3. Steroidogenesis Using Minced Testis Assay

Anti-androgens and anti-estrogens act via a number of direct mechanisms in addition to those which directly involve the steroid hormone receptors. One prominent mechanism of anti-hormonal activity is inhibition of hormone synthesis by inhibiting the activity of P450 enzymes in the steroid pathway. Such activity could be detected in a fairly simple in vitro procedure with minced testicular tissue obtained from adult male rats. Although for many of the pesticides known to alter this pathway the parent material is active, testing a "metabolically activated" fraction would enhance the utility of this assay. Further development and validation of this assay is required. Leydig cell cultures could be used in place of the minced testis culture; the results are more precise, but the technique is more difficult.

4. Additional Enzyme Assays (e.g., placental aromatase and thyroid peroxidase)(2)

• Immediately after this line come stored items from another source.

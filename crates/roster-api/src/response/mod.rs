//! Response types and error handling for API endpoints

use axum::{
    http::StatusCode,
    response::{IntoResponse, Response},
    Json,
};
use roster_common::ErrorResponse;
use roster_service::ServiceError;
use serde::Serialize;
use thiserror::Error;
use tracing::error;
use validator::ValidationErrors;

/// API error type for consistent error responses
#[derive(Debug, Error)]
pub enum ApiError {
    #[error("{0}")]
    Service(#[from] ServiceError),

    #[error("Validation error: {0}")]
    Validation(#[from] ValidationErrors),

    #[error("Invalid request body: {0}")]
    InvalidBody(String),

    #[error("Invalid query parameter: {0}")]
    InvalidQuery(String),

    #[error("Invalid header {0}")]
    InvalidHeader(&'static str),
}

impl ApiError {
    /// Get HTTP status code for this error
    #[must_use]
    pub fn status_code(&self) -> StatusCode {
        let raw = match self {
            Self::Service(e) => e.status_code(),
            Self::Validation(_) | Self::InvalidBody(_) | Self::InvalidQuery(_) | Self::InvalidHeader(_) => 400,
        };
        StatusCode::from_u16(raw).unwrap_or(StatusCode::INTERNAL_SERVER_ERROR)
    }

    /// Get error code for API responses
    #[must_use]
    pub fn error_code(&self) -> &str {
        match self {
            Self::Service(e) => e.error_code(),
            Self::Validation(_) => "VALIDATION_ERROR",
            Self::InvalidBody(_) => "INVALID_BODY",
            Self::InvalidQuery(_) => "INVALID_QUERY_PARAMETER",
            Self::InvalidHeader(_) => "INVALID_HEADER",
        }
    }

    pub fn invalid_body(msg: impl Into<String>) -> Self {
        Self::InvalidBody(msg.into())
    }
}

/// Error response body
#[derive(Debug, Serialize)]
pub struct ErrorBody {
    pub error: ErrorResponse,
}

impl IntoResponse for ApiError {
    fn into_response(self) -> Response {
        let status = self.status_code();

        if status.is_server_error() {
            error!(error = ?self, "Server error occurred");
        }

        let details = if let Self::Validation(errors) = &self {
            serde_json::to_value(errors).ok()
        } else {
            None
        };

        let body = ErrorBody {
            error: ErrorResponse {
                code: self.error_code().to_string(),
                message: self.to_string(),
                details,
            },
        };

        (status, Json(body)).into_response()
    }
}

/// Type alias for API results
pub type ApiResult<T> = Result<T, ApiError>;

/// Created response (201) with JSON body
pub struct Created<T>(pub T);

impl<T: IntoResponse> IntoResponse for Created<T> {
    fn into_response(self) -> Response {
        let mut response = self.0.into_response();
        *response.status_mut() = StatusCode::CREATED;
        response
    }
}

#[cfg(test)]
mod tests {
    use super::*;
    use roster_core::DomainError;

    #[test]
    fn test_service_errors_keep_their_status() {
        let err = ApiError::from(ServiceError::SyncInProgress);
        assert_eq!(err.status_code(), StatusCode::CONFLICT);
        assert_eq!(err.error_code(), "SYNC_IN_PROGRESS");

        let err = ApiError::from(ServiceError::not_found("Member", "m-1"));
        assert_eq!(err.status_code(), StatusCode::NOT_FOUND);

        let err = ApiError::from(ServiceError::from(DomainError::RemoteUnavailable("no data".to_string())));
        assert_eq!(err.status_code(), StatusCode::BAD_GATEWAY);
        assert_eq!(err.error_code(), "REMOTE_UNAVAILABLE");
    }

    #[test]
    fn test_request_errors_are_bad_requests() {
        assert_eq!(ApiError::invalid_body("eof").status_code(), StatusCode::BAD_REQUEST);
        assert_eq!(ApiError::InvalidHeader("x-operator-id").error_code(), "INVALID_HEADER");
    }
}
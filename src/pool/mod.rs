pub mod process;
pub mod workers;

pub use process::{Params, Process, ProcessPool};
pub use workers::{Task, WorkersPool, DEFAULT_POOL_SIZE};
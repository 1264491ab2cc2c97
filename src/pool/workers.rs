use std::sync::Arc;

use async_trait::async_trait;
use futures::future::join_all;
use tokio::sync::{mpsc, Mutex};
use tokio::task::JoinHandle;
use tokio_util::sync::CancellationToken;
use tracing::debug;

pub const DEFAULT_POOL_SIZE: usize = 8;

/// Unit of work with an identity, executed by a [`WorkersPool`].
#[async_trait]
pub trait Task: Send {
    fn id(&self) -> usize;

    async fn run(&mut self, cancel: &CancellationToken) -> anyhow::Result<()>;
}

type BoxedTask = Box<dyn Task>;

/// Fixed-size, single-shot task executor: a set of workers drains one task
/// channel, then the whole pool is waited and discarded.
///
/// Task failures are offered to the error channel with a non-blocking send;
/// when nobody holds the receiver the error is dropped. Take [`errors`]
/// before adding tasks if failures matter.
///
/// [`errors`]: WorkersPool::errors
pub struct WorkersPool {
    tasks: Mutex<Option<mpsc::Sender<BoxedTask>>>,
    err_tx: Mutex<Option<mpsc::Sender<anyhow::Error>>>,
    err_rx: Mutex<Option<mpsc::Receiver<anyhow::Error>>>,
    workers: Mutex<Vec<JoinHandle<()>>>,
    waited: Mutex<bool>,
}

impl WorkersPool {
    /// Size 0 selects [`DEFAULT_POOL_SIZE`].
    pub fn new(size: usize, cancel: CancellationToken) -> Self {
        let size = if size == 0 { DEFAULT_POOL_SIZE } else { size };
        let (task_tx, task_rx) = mpsc::channel::<BoxedTask>(1);
        // one buffered error per worker keeps the non-blocking offer from
        // discarding simultaneous failures while a reader is attached
        let (err_tx, err_rx) = mpsc::channel(size);

        let task_rx = Arc::new(Mutex::new(task_rx));
        let mut workers = Vec::with_capacity(size);

        for n in 0..size {
            workers.push(tokio::spawn(worker(
                n,
                Arc::clone(&task_rx),
                err_tx.clone(),
                cancel.clone(),
            )));
        }

        Self {
            tasks: Mutex::new(Some(task_tx)),
            err_tx: Mutex::new(Some(err_tx)),
            err_rx: Mutex::new(Some(err_rx)),
            workers: Mutex::new(workers),
            waited: Mutex::new(false),
        }
    }

    /// Hand a task to the pool. Blocks while every worker is busy; that is
    /// the backpressure bound on callers.
    pub async fn add(&self, task: BoxedTask) -> anyhow::Result<()> {
        let tx = self.tasks.lock().await.clone();

        match tx {
            Some(tx) => task_send(tx, task).await,
            None => Err(anyhow::anyhow!("workers pool is shut down")),
        }
    }

    /// Fan-in of task failures. May be taken once.
    pub async fn errors(&self) -> Option<mpsc::Receiver<anyhow::Error>> {
        self.err_rx.lock().await.take()
    }

    /// Close the task channel, join every worker, then close the error
    /// channel. Safe under concurrent callers: the first one does the work,
    /// the rest observe the flag and return.
    pub async fn wait(&self) {
        let mut waited = self.waited.lock().await;
        if *waited {
            return;
        }
        *waited = true;

        self.tasks.lock().await.take();

        let workers: Vec<_> = self.workers.lock().await.drain(..).collect();
        join_all(workers).await;

        self.err_tx.lock().await.take();
    }
}

async fn task_send(tx: mpsc::Sender<BoxedTask>, task: BoxedTask) -> anyhow::Result<()> {
    tx.send(task)
        .await
        .map_err(|_| anyhow::anyhow!("workers pool is shut down"))
}

async fn worker(
    n: usize,
    tasks: Arc<Mutex<mpsc::Receiver<BoxedTask>>>,
    errors: mpsc::Sender<anyhow::Error>,
    cancel: CancellationToken,
) {
    debug!(worker = n, "worker started");

    loop {
        let task = tokio::select! {
            _ = cancel.cancelled() => break,
            task = async { tasks.lock().await.recv().await } => task,
        };

        let Some(mut task) = task else { break };

        let id = task.id();
        if let Err(err) = task.run(&cancel).await {
            debug!(task = id, "task failed: {err:#}");
            let _ = errors.try_send(err);
        }
    }

    debug!(worker = n, "worker finished");
}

One critical enzyme present at very low levels in the testis is aromatase, which converts testosterone to estradiol and is another P450 enzyme. It was proposed because human placental aromatase is commercially available and could be used in vitro to assess the effects of toxicants on this enzyme fairly easily. An additional enzyme under consideration, and commercially available, is thyroid peroxidase; one can assess effects of toxicants on this enzyme as well. These enzyme assays are still under consideration by the STWG.

B. Mammalian Subjects - in vivo Assays

In vivo assays are more apical; that is, they incorporate endocrine-specific endpoints but disruption of a number of hormone regulation/delivery mechanisms can be evaluated at once. In addition, the in vivo assays allow evaluation of mechanisms of hormonal action that cannot be isolated in in vitro assays.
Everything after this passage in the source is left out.